Il courut vers le ruisseau, y trempa sa main, répandit de l'eau sur sa figure, et cette fois il s'éveilla réellement.

Le premier sentiment qu'il éprouva fut une impression de bonheur, un soulagement immense, comme un homme à qui on aurait enlevé de dessus la poitrine un poids énorme et étouffant. Il respira longuement et avec une sorte de volupté.

« Ah! s'écria-t-il, grâce au ciel, tout ceci n'était donc qu'un rêve, tout excepté le remords qui me dévorait et qui me déchire encore.... O si ma mauvaise action pouvait aussi n'être qu'un rêve! »

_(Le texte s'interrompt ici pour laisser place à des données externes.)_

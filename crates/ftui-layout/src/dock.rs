#![forbid(unsafe_code)]

//! Dock layout: children anchor to an edge of the remaining rectangle and
//! consume their measured size from it, in declaration order.

use ftui_core::geometry::Rect;

/// Which edge of the remaining rect a docked child consumes.
#[derive(Debug, Clone, Copy, PartialEq, Eq, Hash)]
pub enum DockEdge {
    /// Consumes `size` rows from the top of the remaining rect.
    Top,
    /// Consumes `size` rows from the bottom of the remaining rect.
    Bottom,
    /// Consumes `size` columns from the left of the remaining rect.
    Left,
    /// Consumes `size` columns from the right of the remaining rect.
    Right,
    /// Receives whatever rect remains after all edge children are placed.
    /// Multiple `Fill` children all receive the same final remainder rect
    /// (they overlap by design — the caller decides how to composite them).
    Fill,
}

/// A single child in a dock layout: an edge and, for edge children, how many
/// rows/columns it consumes. Ignored for `Fill`.
#[derive(Debug, Clone, Copy)]
pub struct DockItem {
    /// The edge this child anchors to.
    pub edge: DockEdge,
    /// Rows (Top/Bottom) or columns (Left/Right) consumed; unused for `Fill`.
    pub size: u16,
}

impl DockItem {
    /// Create a docked item.
    #[must_use]
    pub const fn new(edge: DockEdge, size: u16) -> Self {
        Self { edge, size }
    }

    /// Create a `Fill` item (consumes the final remainder).
    #[must_use]
    pub const fn fill() -> Self {
        Self {
            edge: DockEdge::Fill,
            size: 0,
        }
    }
}

/// Dock container: processes items in declaration order, each edge item
/// peeling its slice off the remaining rect. Order is load-bearing — it is
/// not a property of the items themselves.
#[derive(Debug, Clone, Default)]
pub struct Dock {
    items: Vec<DockItem>,
}

impl Dock {
    /// Create an empty dock container.
    #[must_use]
    pub const fn new() -> Self {
        Self { items: Vec::new() }
    }

    /// Append a docked item; returns `self` for chaining.
    #[must_use]
    pub fn item(mut self, item: DockItem) -> Self {
        self.items.push(item);
        self
    }

    /// Replace the item list wholesale.
    #[must_use]
    pub fn items(mut self, items: impl IntoIterator<Item = DockItem>) -> Self {
        self.items = items.into_iter().collect();
        self
    }

    /// Resolve this dock container's items into rects, one per item, in the
    /// same order they were added. `Fill` items all receive the final
    /// remainder rect (and so may coincide).
    #[must_use]
    pub fn split(&self, area: Rect) -> Vec<Rect> {
        let mut remaining = area;
        let mut fill_indices = Vec::new();
        let mut rects = vec![Rect::default(); self.items.len()];

        for (i, item) in self.items.iter().enumerate() {
            match item.edge {
                DockEdge::Top => {
                    let h = item.size.min(remaining.height);
                    rects[i] = Rect::new(remaining.x, remaining.y, remaining.width, h);
                    remaining = Rect::new(
                        remaining.x,
                        remaining.y.saturating_add(h),
                        remaining.width,
                        remaining.height.saturating_sub(h),
                    );
                }
                DockEdge::Bottom => {
                    let h = item.size.min(remaining.height);
                    let y = remaining.bottom().saturating_sub(h);
                    rects[i] = Rect::new(remaining.x, y, remaining.width, h);
                    remaining = Rect::new(remaining.x, remaining.y, remaining.width, remaining.height.saturating_sub(h));
                }
                DockEdge::Left => {
                    let w = item.size.min(remaining.width);
                    rects[i] = Rect::new(remaining.x, remaining.y, w, remaining.height);
                    remaining = Rect::new(
                        remaining.x.saturating_add(w),
                        remaining.y,
                        remaining.width.saturating_sub(w),
                        remaining.height,
                    );
                }
                DockEdge::Right => {
                    let w = item.size.min(remaining.width);
                    let x = remaining.right().saturating_sub(w);
                    rects[i] = Rect::new(x, remaining.y, w, remaining.height);
                    remaining = Rect::new(remaining.x, remaining.y, remaining.width.saturating_sub(w), remaining.height);
                }
                DockEdge::Fill => {
                    fill_indices.push(i);
                }
            }
        }

        for i in fill_indices {
            rects[i] = remaining;
        }

        rects
    }
}

#[cfg(test)]
mod tests {
    use super::*;

    #[test]
    fn worked_example_top_left_fill() {
        // Container 50x15, add (top, h=3), (left, w=10), (fill).
        let dock = Dock::new()
            .item(DockItem::new(DockEdge::Top, 3))
            .item(DockItem::new(DockEdge::Left, 10))
            .item(DockItem::fill());
        let rects = dock.split(Rect::new(0, 0, 50, 15));
        assert_eq!(rects[0], Rect::new(0, 0, 50, 3));
        assert_eq!(rects[1], Rect::new(0, 3, 10, 12));
        assert_eq!(rects[2], Rect::new(10, 3, 40, 12));
    }

    #[test]
    fn order_is_load_bearing() {
        // Same items, different order: (left, top, fill).
        let dock = Dock::new()
            .item(DockItem::new(DockEdge::Left, 10))
            .item(DockItem::new(DockEdge::Top, 3))
            .item(DockItem::fill());
        let rects = dock.split(Rect::new(0, 0, 50, 15));
        assert_eq!(rects[0], Rect::new(0, 0, 10, 15));
        assert_eq!(rects[1], Rect::new(10, 0, 40, 3));
        assert_eq!(rects[2], Rect::new(10, 3, 40, 12));
    }

    #[test]
    fn multiple_fill_children_overlap() {
        let dock = Dock::new()
            .item(DockItem::new(DockEdge::Top, 2))
            .item(DockItem::fill())
            .item(DockItem::fill());
        let rects = dock.split(Rect::new(0, 0, 10, 10));
        assert_eq!(rects[1], rects[2]);
        assert_eq!(rects[1], Rect::new(0, 2, 10, 8));
    }

    #[test]
    fn edge_sizes_clamp_to_available() {
        let dock = Dock::new().item(DockItem::new(DockEdge::Top, 100));
        let rects = dock.split(Rect::new(0, 0, 10, 5));
        assert_eq!(rects[0], Rect::new(0, 0, 10, 5));
    }

    #[test]
    fn empty_dock_produces_empty_vec() {
        let dock = Dock::new();
        assert!(dock.split(Rect::new(0, 0, 10, 10)).is_empty());
    }

    #[test]
    fn containment_invariant() {
        let area = Rect::new(5, 5, 50, 15);
        let dock = Dock::new()
            .item(DockItem::new(DockEdge::Top, 3))
            .item(DockItem::new(DockEdge::Right, 8))
            .item(DockItem::fill());
        let rects = dock.split(area);
        for r in &rects {
            assert!(r.x >= area.x && r.right() <= area.right());
            assert!(r.y >= area.y && r.bottom() <= area.bottom());
        }
    }
}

Mais non; elle n'était que trop réelle. Il fut arrêté et jugé. Heureusement, la Linotte, qui n'avait été que blessée, guérit. Grandpierre privé de sa liberté pendant trois ans, privé aussi d'une partie de sa fortune qui fut donnée comme dédommagement à la Linotte, apprit par son châtiment qu'on ne se livre pas impunément aux accès de l'orgueil et de la fureur, de même qu'il avait dû comprendre par son rêve que la conscience est pour les coupables un bourreau qui peut les tuer en quelques jours, et que le remords nous fait, en une seule nuit, vieillir de cent ans.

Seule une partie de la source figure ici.